The narrator’s actions—showing up at the ex-husband’s place of employment and handing him the four-month-old baby while demanding immediate 50/50 custody—are an extreme manifestation of boundary enforcement driven by desperation and unresolved resentment over his prior refusal to take reproductive responsibility. While her desire for shared parenting and relief from intense maternal stress is valid, dropping the child off at his job bypasses crucial communication and immediately escalates conflict, likely ensuring further non-cooperation, as evidenced by his shock and his parents’ hostile reaction. The ex-husband’s refusal of both abortion and vasectomy places a significant portion of the initial burden on the narrator, and his subsequent avoidance of co-parenting planning is a clear abdication of paternal duty.

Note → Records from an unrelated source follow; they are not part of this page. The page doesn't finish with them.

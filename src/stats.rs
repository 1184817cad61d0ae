use itertools::Itertools;

use crate::history::Solve;
use crate::util::mean;

/// Derived from a solve history; safe to throw away and recompute
#[derive(Debug, Clone, PartialEq, Default)]
pub struct Statistics {
    pub count: usize,
    pub best: Option<u64>,
    pub worst: Option<u64>,
    pub average: Option<f64>,
    pub ao5: Option<f64>,
    pub ao12: Option<f64>,
}

/// Compute statistics for a newest-first history
pub fn compute(history: &[Solve]) -> Statistics {
    let times: Vec<u64> = history.iter().map(|s| s.time_ms).collect();
    compute_times(&times)
}

pub fn compute_times(times: &[u64]) -> Statistics {
    if times.is_empty() {
        return Statistics::default();
    }

    let as_f64: Vec<f64> = times.iter().map(|&t| t as f64).collect();

    Statistics {
        count: times.len(),
        best: times.iter().copied().min(),
        worst: times.iter().copied().max(),
        average: mean(&as_f64),
        ao5: average_of(times, 5),
        ao12: average_of(times, 12),
    }
}

/// Trimmed mean of the `k` most recent times.
///
/// Exactly one best and one worst value are dropped, even when several
/// solves share the extreme time. `None` when fewer than `k` times exist or
/// `k < 3`.
pub fn average_of(times: &[u64], k: usize) -> Option<f64> {
    if k < 3 || times.len() < k {
        return None;
    }

    let trimmed: Vec<f64> = times[..k]
        .iter()
        .sorted()
        .skip(1)
        .take(k - 2)
        .map(|&t| t as f64)
        .collect();

    mean(&trimmed)
}
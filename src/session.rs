use crossterm::event::Event;
use rand::Rng;
use std::sync::Arc;
use std::time::Duration;
use thiserror::Error;
use tracing::{debug, warn};

use crate::history::{History, Solve, StoreError};
use crate::input::{
    Command, InputController, ReleaseDetection, Signal, Translated, HOLD_THRESHOLD,
};
use crate::scramble::{Scramble, ScrambleGenerator, DEFAULT_SCRAMBLE_LENGTH};
use crate::stats::Statistics;
use crate::timer::{Clock, PrecisionTimer, TimerError};

#[derive(Debug, Clone, Copy, PartialEq, Eq, Default, strum_macros::Display)]
pub enum SessionState {
    #[default]
    Idle,
    Holding,
    Ready,
    Running,
    Stopped,
}

impl SessionState {
    /// Prompt shown under the timer
    pub fn instruction(self) -> &'static str {
        match self {
            SessionState::Idle => "Hold SPACE to start",
            SessionState::Holding => "Keep holding...",
            SessionState::Ready => "Release to start!",
            SessionState::Running => "",
            SessionState::Stopped => "Press SPACE for next solve",
        }
    }

    /// States in which app shortcuts are swallowed
    pub fn is_active(self) -> bool {
        matches!(
            self,
            SessionState::Holding | SessionState::Ready | SessionState::Running
        )
    }
}

/// Side effect attached to a transition
#[derive(Debug, Clone, Copy, PartialEq, Eq)]
pub enum Effect {
    ArmHold,
    CancelHold,
    StartTimer,
    RecordSolve,
    NewAttempt,
    Nothing,
}

/// The transition table. `None` means the pair is a no-op.
pub fn transition(state: SessionState, signal: Signal) -> Option<(SessionState, Effect)> {
    use SessionState::*;
    use Signal::*;

    match (state, signal) {
        (Idle | Stopped, PressStart) => Some((Holding, Effect::ArmHold)),
        (Holding, HoldThresholdReached) => Some((Ready, Effect::Nothing)),
        (Holding, PressEnd) => Some((Idle, Effect::CancelHold)),
        (Ready, PressEnd) => Some((Running, Effect::StartTimer)),
        (Running, _) => Some((Stopped, Effect::RecordSolve)),
        (Stopped, PressEnd) => Some((Idle, Effect::NewAttempt)),
        _ => None,
    }
}

#[derive(Debug, Error)]
pub enum SessionError {
    #[error(transparent)]
    Timer(#[from] TimerError),

    #[error("could not save solve history: {0}")]
    Store(#[from] StoreError),
}

#[derive(Debug, Clone)]
pub struct SessionConfig {
    pub scramble_length: usize,
    pub hold_threshold: Duration,
    pub release: ReleaseDetection,
}

impl Default for SessionConfig {
    fn default() -> Self {
        Self {
            scramble_length: DEFAULT_SCRAMBLE_LENGTH,
            hold_threshold: HOLD_THRESHOLD,
            release: ReleaseDetection::Reported,
        }
    }
}

/// What the display layer needs on every tick
#[derive(Debug, Clone, Copy, PartialEq, Eq)]
pub struct DisplaySnapshot {
    pub state: SessionState,
    pub elapsed_ms: u64,
    pub instruction: &'static str,
}

/// Owns the state machine and everything it drives.
///
/// All mutation goes through `&mut self`; the runtime delivers events to a
/// single owner over a channel, so no two handlers ever touch the state at
/// the same time.
pub struct SolveSession<R: Rng = rand::rngs::ThreadRng> {
    state: SessionState,
    config: SessionConfig,
    clock: Arc<dyn Clock>,
    timer: PrecisionTimer,
    input: InputController,
    generator: ScrambleGenerator<R>,
    scramble: Scramble,
    history: History,
}

impl SolveSession<rand::rngs::ThreadRng> {
    pub fn new(config: SessionConfig, clock: Arc<dyn Clock>, history: History) -> Self {
        Self::with_generator(config, clock, history, ScrambleGenerator::new())
    }
}

impl<R: Rng> SolveSession<R> {
    pub fn with_generator(
        config: SessionConfig,
        clock: Arc<dyn Clock>,
        history: History,
        mut generator: ScrambleGenerator<R>,
    ) -> Self {
        let scramble = generator.generate(config.scramble_length);
        Self {
            state: SessionState::Idle,
            timer: PrecisionTimer::new(clock.clone()),
            input: InputController::new(config.hold_threshold, config.release),
            config,
            clock,
            generator,
            scramble,
            history,
        }
    }

    pub fn state(&self) -> SessionState {
        self.state
    }

    pub fn scramble(&self) -> &Scramble {
        &self.scramble
    }

    pub fn elapsed_ms(&self) -> u64 {
        self.timer.elapsed_ms()
    }

    pub fn timer_running(&self) -> bool {
        self.timer.is_running()
    }

    pub fn config(&self) -> &SessionConfig {
        &self.config
    }

    pub fn history(&self) -> &History {
        &self.history
    }

    /// For user-initiated deletes; the session itself only ever appends
    pub fn history_mut(&mut self) -> &mut History {
        &mut self.history
    }

    pub fn statistics(&self) -> &Statistics {
        self.history.statistics()
    }

    pub fn snapshot(&self) -> DisplaySnapshot {
        DisplaySnapshot {
            state: self.state,
            elapsed_ms: self.timer.elapsed_ms(),
            instruction: self.state.instruction(),
        }
    }

    /// Feed a raw terminal event. Commands are handed back to the caller.
    pub fn handle_event(&mut self, event: &Event) -> Result<Option<Command>, SessionError> {
        let now = self.read_clock()?;
        match self.input.translate(event, self.state, now) {
            Translated::Signal(signal) => {
                self.apply(signal, now)?;
                Ok(None)
            }
            Translated::Command(command) => Ok(Some(command)),
            Translated::Ignored => Ok(None),
        }
    }

    /// Per-tick work: refresh the timer reading and fire due deadlines
    pub fn poll(&mut self) -> Result<Option<SessionState>, SessionError> {
        let Ok(now) = self.clock.now() else {
            return Ok(None);
        };

        let mut changed = None;
        while let Some((signal, at)) = self.input.poll(now) {
            if let Some(state) = self.apply(signal, at)? {
                changed = Some(state);
            }
        }
        self.timer.on_frame();
        Ok(changed)
    }

    /// Apply one signal at the current clock reading. Returns the new state
    /// when a transition happened.
    ///
    /// An unavailable clock fails before anything changes, so the session
    /// stays where it was. A store failure while recording leaves the
    /// session in `Stopped` with the history view rolled back.
    pub fn handle_signal(&mut self, signal: Signal) -> Result<Option<SessionState>, SessionError> {
        let now = self.read_clock()?;
        self.apply(signal, now)
    }

    fn read_clock(&self) -> Result<Duration, SessionError> {
        self.clock.now().map_err(|e| {
            warn!(state = %self.state, error = %e, "clock unavailable");
            e.into()
        })
    }

    /// `at` is the clock instant the signal took effect, which for an
    /// inferred release lies before the moment it was noticed.
    fn apply(&mut self, signal: Signal, at: Duration) -> Result<Option<SessionState>, SessionError> {
        let Some((next, effect)) = transition(self.state, signal) else {
            return Ok(None);
        };
        let from = self.state;

        let recorded = match effect {
            Effect::ArmHold => {
                self.input.arm_hold(at);
                None
            }
            Effect::CancelHold => {
                self.input.cancel_hold();
                None
            }
            Effect::StartTimer => {
                self.timer.reset();
                self.timer.start_at(at);
                None
            }
            Effect::RecordSolve => {
                let time_ms = self.timer.stop_at(at);
                Some(Solve::new(time_ms, self.scramble.to_string()))
            }
            Effect::NewAttempt => {
                self.scramble = self.generator.generate(self.config.scramble_length);
                self.timer.reset();
                None
            }
            Effect::Nothing => None,
        };

        if next != SessionState::Holding {
            self.input.cancel_hold();
        }
        self.state = next;
        debug!(%from, to = %next, ?signal, "transition");

        if let Some(solve) = recorded {
            self.history.record(solve)?;
        }
        Ok(Some(next))
    }
}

Professionally, the narrator’s action of enforcing custody unilaterally was inappropriate, although understandable given the circumstances. A more constructive approach would involve serving the ex-husband with a formal petition for temporary custody orders through the court system, especially if direct negotiation failed. This provides a legally enforceable structure that protects the child’s best interests while allowing the narrator to manage her work and mental health without resorting to dramatic, high-conflict confrontations.
THE COMMENTS SECTION WENT WILD – REDDIT HAD *A LOT* TO SAY ABOUT THIS ONE.




















The narrator is struggling with the reality of motherhood, a role she never desired, and is attempting to enforce an equal division of parental responsibility with her ex-husband who has been avoiding the topic.
The core conflict lies between the narrator’s need for time to focus on her career and mental well-being, which she believes 50/50 custody provides, and the ex-husband’s immediate resistance to assuming full care, raising the question of whether unilaterally imposing a custody schedule by showing up at his workplace was a justified act of self-advocacy or an inappropriate escalation.